Neben gesetzlichen Regelungen spielen für die Kraftwerksbetreiber auch wirtschaftliche Überlegungen eine zentrale Rolle. Denn das durch (bei Grosswasserkraftwerken überaus) hohe Investitionen blockierte Kapital ist wegen der langen Konzessionsdauer (meist 80 Jahre) auf lange Zeit gebunden. Somit freut der Wasserzins zwar die Konzessionsgeber (Kantone und Gemeinden), ärgert aber auch die Konzessionsnehmer. Dazu schreibt der Wirtschaftsverband Avenir Suisse:

«Investitionen in die Wasserkraft sind – im Gegensatz zum politisch geforderten Ausbau – wirtschaftlich offenbar wenig attraktiv. Grosser Anteil daran hat der seit über hundert Jahren erhobene Wasserzins. Er ist der grösste Kostenblock und macht bis zu einem Drittel der Produktionsausgaben aus. Doch statt einer grundlegenden Reform, um die Wasserkraft kompetitiver zu machen, wurde die rechtliche Grundlage auf Druck der Bergkantone nicht nur verlängert, sondern der Abgabesatz wurde auch stetig erhöht. Inzwischen fliessen jährlich rund 550 Mio. Fr. an Wasserzinsen an die Standortkantone und -gemeinden. Unabhängig davon, ob effektiv Strom produziert wird und zu welchem Preis dieser auf dem Markt verkauft werden kann.»

Avenir Suisse spricht gar von einer «Alpen-OPEC», welche dafür sorgt, dass die Energie- durch die Regionalpolitik abgelöst werde.
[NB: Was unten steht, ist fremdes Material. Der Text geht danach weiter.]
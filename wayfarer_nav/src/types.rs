// Core types shared across the navigation engine.
//
// Defines map identifiers (`MapId`), map-relative tile coordinates
// (`Position`) and their pairing (`Location`), the four movement directions
// (`Direction`), and the route data produced by planning (`Step`,
// `StepKind`, `Route`). All types derive `Serialize` and `Deserialize` so
// callers can log or snapshot them.
//
// See also: `collision.rs` for per-tile classification, `composer.rs` which
// is the only producer of `Route` values, `executor.rs` which consumes them.
//
// **Critical constraint: determinism.** `Direction::ALL` is the neighbor
// expansion order for every grid search in this crate. Changing it changes
// which of several equal-length routes is returned.

use serde::{Deserialize, Serialize};
use std::fmt;

// ---------------------------------------------------------------------------
// Spatial types
// ---------------------------------------------------------------------------

/// Opaque identifier for one discrete map.
#[derive(Clone, Copy, Debug, PartialEq, Eq, Hash, PartialOrd, Ord, Serialize, Deserialize)]
pub struct MapId(pub u32);

impl fmt::Display for MapId {
    fn fmt(&self, f: &mut fmt::Formatter<'_>) -> fmt::Result {
        write!(f, "map#{}", self.0)
    }
}

/// A tile coordinate, always relative to the map it belongs to.
///
/// `x` grows to the right, `y` grows downward (screen convention), so
/// `Direction::Down` is the "descending" direction.
#[derive(Clone, Copy, Debug, PartialEq, Eq, Hash, PartialOrd, Ord, Serialize, Deserialize)]
pub struct Position {
    pub x: i32,
    pub y: i32,
}

impl Position {
    pub const fn new(x: i32, y: i32) -> Self {
        Self { x, y }
    }

    /// Manhattan distance between two positions.
    pub fn manhattan_distance(self, other: Self) -> u32 {
        (self.x - other.x).unsigned_abs() + (self.y - other.y).unsigned_abs()
    }

    /// The neighboring position one tile away in `direction`.
    pub fn step(self, direction: Direction) -> Self {
        let (dx, dy) = direction.delta();
        Self::new(self.x + dx, self.y + dy)
    }
}

impl fmt::Display for Position {
    fn fmt(&self, f: &mut fmt::Formatter<'_>) -> fmt::Result {
        write!(f, "({}, {})", self.x, self.y)
    }
}

/// A tile on a specific map.
#[derive(Clone, Copy, Debug, PartialEq, Eq, Hash, PartialOrd, Ord, Serialize, Deserialize)]
pub struct Location {
    pub map: MapId,
    pub position: Position,
}

impl Location {
    pub const fn new(map: MapId, position: Position) -> Self {
        Self { map, position }
    }
}

impl fmt::Display for Location {
    fn fmt(&self, f: &mut fmt::Formatter<'_>) -> fmt::Result {
        write!(f, "{} on {}", self.position, self.map)
    }
}

/// One of the four grid movement directions.
#[derive(Clone, Copy, Debug, PartialEq, Eq, Hash, PartialOrd, Ord, Serialize, Deserialize)]
pub enum Direction {
    Up,
    Down,
    Left,
    Right,
}

impl Direction {
    /// Fixed neighbor expansion order.
    pub const ALL: [Direction; 4] = [
        Direction::Up,
        Direction::Down,
        Direction::Left,
        Direction::Right,
    ];

    /// Unit `(dx, dy)` offset for this direction.
    pub const fn delta(self) -> (i32, i32) {
        match self {
            Direction::Up => (0, -1),
            Direction::Down => (0, 1),
            Direction::Left => (-1, 0),
            Direction::Right => (1, 0),
        }
    }

    pub const fn opposite(self) -> Self {
        match self {
            Direction::Up => Direction::Down,
            Direction::Down => Direction::Up,
            Direction::Left => Direction::Right,
            Direction::Right => Direction::Left,
        }
    }

    /// The direction that moves `from` onto `to`, or `None` if the two
    /// positions are not 4-adjacent.
    pub fn between(from: Position, to: Position) -> Option<Self> {
        match (to.x - from.x, to.y - from.y) {
            (0, -1) => Some(Direction::Up),
            (0, 1) => Some(Direction::Down),
            (-1, 0) => Some(Direction::Left),
            (1, 0) => Some(Direction::Right),
            _ => None,
        }
    }
}

impl fmt::Display for Direction {
    fn fmt(&self, f: &mut fmt::Formatter<'_>) -> fmt::Result {
        let name = match self {
            Direction::Up => "up",
            Direction::Down => "down",
            Direction::Left => "left",
            Direction::Right => "right",
        };
        f.write_str(name)
    }
}

// ---------------------------------------------------------------------------
// Routes
// ---------------------------------------------------------------------------

/// Whether a step walks within a map or crosses a transition edge.
#[derive(Clone, Copy, Debug, PartialEq, Eq, Serialize, Deserialize)]
pub enum StepKind {
    Walk,
    Transition,
}

/// A single directional move. `position` is where the agent should stand on
/// `map` once the move has taken effect.
#[derive(Clone, Copy, Debug, PartialEq, Eq, Serialize, Deserialize)]
pub struct Step {
    pub map: MapId,
    pub position: Position,
    pub direction: Direction,
    pub kind: StepKind,
}

impl Step {
    /// Where the agent should be once this step has taken effect.
    pub fn target(&self) -> Location {
        Location::new(self.map, self.position)
    }
}

/// An ordered, immutable sequence of steps from a start tile to a goal tile.
///
/// Routes are produced only by the path composer. A route is discarded once
/// the executor consumes it or the caller replans.
#[derive(Clone, Debug, PartialEq, Eq, Serialize, Deserialize)]
pub struct Route {
    start_map: MapId,
    start: Position,
    goal_map: MapId,
    goal: Position,
    steps: Vec<Step>,
}

impl Route {
    pub(crate) fn new(
        start_map: MapId,
        start: Position,
        goal_map: MapId,
        goal: Position,
        steps: Vec<Step>,
    ) -> Self {
        Self {
            start_map,
            start,
            goal_map,
            goal,
            steps,
        }
    }

    pub fn start_map(&self) -> MapId {
        self.start_map
    }

    pub fn start(&self) -> Position {
        self.start
    }

    pub fn goal_map(&self) -> MapId {
        self.goal_map
    }

    pub fn goal(&self) -> Position {
        self.goal
    }

    pub fn steps(&self) -> &[Step] {
        &self.steps
    }

    pub fn len(&self) -> usize {
        self.steps.len()
    }

    pub fn is_empty(&self) -> bool {
        self.steps.is_empty()
    }

    /// Number of map-to-map transitions along the route.
    pub fn map_hops(&self) -> usize {
        self.steps
            .iter()
            .filter(|s| s.kind == StepKind::Transition)
            .count()
    }

    /// The distinct maps visited, in order.
    pub fn maps(&self) -> Vec<MapId> {
        let mut maps = vec![self.start_map];
        for step in &self.steps {
            if maps.last() != Some(&step.map) {
                maps.push(step.map);
            }
        }
        maps
    }
}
Sie kritisiert, dass die Einnahmen aus dem Wasserzins bei Festlegung des nationalen Finanzausgleichs nicht berücksichtigt werden. «Man rechnet sich also künstlich arm, um mehr aus dem nationalen Finanzausgleich zu erhalten». Zudem hätten die bundesrätlichen Beschlüsse zur Erhöhung der Restwassermengen die Situation weiter verschärft. «Dies vermindert die Menge des turbinierbaren Wassers – der Wasserzins bleibt aber gleich hoch». Damit würden der Wasserkraft weitere Steine in den Weg gelegt, kritisiert der Verband.